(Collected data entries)

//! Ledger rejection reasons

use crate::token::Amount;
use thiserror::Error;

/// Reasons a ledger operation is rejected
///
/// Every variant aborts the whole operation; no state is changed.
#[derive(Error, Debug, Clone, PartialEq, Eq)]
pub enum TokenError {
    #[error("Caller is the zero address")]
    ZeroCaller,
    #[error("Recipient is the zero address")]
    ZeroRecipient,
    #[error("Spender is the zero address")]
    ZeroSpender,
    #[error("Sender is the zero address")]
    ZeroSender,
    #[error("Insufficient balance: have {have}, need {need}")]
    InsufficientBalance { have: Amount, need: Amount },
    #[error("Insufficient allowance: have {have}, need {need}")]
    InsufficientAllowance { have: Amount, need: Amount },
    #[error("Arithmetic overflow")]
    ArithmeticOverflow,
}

» **Task item**
Preserving every character, copy the records above out again.

» **Task response**
//! Ledger rejection reasons

use crate::token::Amount;
use thiserror::Error;

/// Reasons a ledger operation is rejected
///
/// Every variant aborts the whole operation; no state is changed.
#[derive(Error, Debug, Clone, PartialEq, Eq)]
pub enum TokenError {
    #[error("Caller is the zero address")]
    ZeroCaller,
    #[error("Recipient is the zero address")]
    ZeroRecipient,
    #[error("Spender is the zero address")]
    ZeroSpender,
    #[error("Sender is the zero address")]
    ZeroSender,
    #[error("Insufficient balance: have {have}, need {need}")]
    InsufficientBalance { have: Amount, need: Amount },
    #[error("Insufficient allowance: have {have}, need {need}")]
    InsufficientAllowance { have: Amount, need: Amount },
    #[error("Arithmetic overflow")]
    ArithmeticOverflow,
}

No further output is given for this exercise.